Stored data
• • • • •

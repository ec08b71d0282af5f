use std::time::Instant;

use serde_json::{json, Value};
use sticker_contracts::events::EventWriter;
use sticker_contracts::prompt::build_prompt;
use sticker_contracts::selection::{Choice, Selection};
use sticker_contracts::session::{PreviewSession, PreviewStatus, SubmitBlocked, UploadedImage};

pub mod client;
pub mod config;
pub mod encoder;
pub mod error;

use client::{GenerateRequest, GeneratorRegistry, ImageGenerator};
use config::GenerationConfig;
use encoder::{encode_image_file, EncodedImage};
use error::{error_chain_text, GenerationError, GenerationResult};

const ERROR_DETAIL_MAX_CHARS: usize = 800;

/// A successful generation, ready to display.
#[derive(Debug, Clone)]
pub struct GeneratedPreview {
    pub image: EncodedImage,
    pub prompt: String,
    pub model: String,
    pub provider: String,
    pub elapsed_s: f64,
}

/// Outcome of one submit cycle on a [`PreviewSession`].
#[derive(Debug)]
pub enum SubmitOutcome {
    Blocked(SubmitBlocked),
    Generated(GeneratedPreview),
    Failed(GenerationError),
}

/// Runs upload → prompt → generation for a session.
pub struct PreviewEngine {
    config: GenerationConfig,
    generator: Box<dyn ImageGenerator>,
    events: EventWriter,
}

impl PreviewEngine {
    /// Fails when the configured provider is unknown. A missing API key is
    /// reported by the first generation, before any network call.
    pub fn new(config: GenerationConfig, events: EventWriter) -> GenerationResult<Self> {
        let generator = GeneratorRegistry::from_config(&config).take(&config.provider)?;
        Ok(Self::with_generator(config, generator, events))
    }

    pub fn with_generator(
        config: GenerationConfig,
        generator: Box<dyn ImageGenerator>,
        events: EventWriter,
    ) -> Self {
        Self {
            config,
            generator,
            events,
        }
    }

    pub fn config(&self) -> &GenerationConfig {
        &self.config
    }

    pub fn provider(&self) -> &str {
        self.generator.name()
    }

    /// Appends to the event log. A failed write is reported on stderr and
    /// never interrupts the caller.
    pub fn record_event(&self, event_type: &str, payload: Value) {
        if let Err(err) = self.events.emit_json(event_type, payload) {
            eprintln!("sticker-preview: failed to record {event_type} event: {err:#}");
        }
    }

    /// Encodes the image, builds the prompt and calls the generator once.
    pub fn generate_preview(
        &self,
        image: &UploadedImage,
        selection: &Selection,
    ) -> GenerationResult<GeneratedPreview> {
        let prompt = build_prompt(selection);
        self.record_event(
            "generation_started",
            json!({
                "provider": self.provider(),
                "model": self.config.model,
                "size": self.config.size,
                "image": image.path.to_string_lossy(),
                "shape": selection.shape.as_str(),
                "material": selection.material.as_str(),
                "orientation": selection.orientation.as_str(),
            }),
        );

        let started = Instant::now();
        let outcome = self.run_generation(image, prompt);
        let elapsed_s = started.elapsed().as_secs_f64();

        match &outcome {
            Ok(preview) => self.record_event(
                "generation_finished",
                json!({
                    "provider": preview.provider,
                    "model": preview.model,
                    "mime": preview.image.mime,
                    "b64_chars": preview.image.b64.len(),
                    "elapsed_s": elapsed_s,
                }),
            ),
            Err(err) => self.record_event(
                "generation_failed",
                json!({
                    "provider": self.provider(),
                    "kind": err.kind(),
                    "error": error_chain_text(err, ERROR_DETAIL_MAX_CHARS),
                    "elapsed_s": elapsed_s,
                }),
            ),
        }

        outcome.map(|mut preview| {
            preview.elapsed_s = elapsed_s;
            preview
        })
    }

    fn run_generation(
        &self,
        image: &UploadedImage,
        prompt: String,
    ) -> GenerationResult<GeneratedPreview> {
        let reference = encode_image_file(&image.path)?;
        let request = GenerateRequest {
            prompt,
            model: self.config.model.clone(),
            size: self.config.size.clone(),
            reference,
        };
        let generated = self.generator.generate(&request)?;
        Ok(GeneratedPreview {
            image: generated.image,
            prompt: request.prompt,
            model: request.model,
            provider: self.provider().to_string(),
            elapsed_s: 0.0,
        })
    }

    /// One full submit: blocked, or loading followed by success or error.
    /// The session always ends outside `Loading`.
    pub fn submit(&self, session: &mut PreviewSession) -> SubmitOutcome {
        let submission = match session.begin_submit() {
            Ok(submission) => submission,
            Err(blocked) => {
                self.record_event("submit_blocked", json!({ "reason": blocked.to_string() }));
                return SubmitOutcome::Blocked(blocked);
            }
        };

        match self.generate_preview(&submission.image, &submission.selection) {
            Ok(preview) => {
                session.complete_success(&preview.image.b64, &preview.image.mime);
                SubmitOutcome::Generated(preview)
            }
            Err(err) => {
                session.complete_failure();
                SubmitOutcome::Failed(err)
            }
        }
    }
}

/// Human-facing description of a status, as the preview pane shows it.
pub fn describe_status(status: &PreviewStatus) -> String {
    match status {
        PreviewStatus::Idle => {
            "Your preview will appear here. Complete the steps to begin.".to_string()
        }
        PreviewStatus::Loading => {
            "The AI is creating your sticker... This may take a moment.".to_string()
        }
        PreviewStatus::Success { data_url } => {
            format!("Your sticker preview is ready ({} chars).", data_url.len())
        }
        PreviewStatus::Error { message } => format!("An error occurred. {message}"),
    }
}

• • • • •

YOUR GOAL
Look through the entries above and say how many lines contain "ImageGenerator", giving nothing but the number.

REPLY
3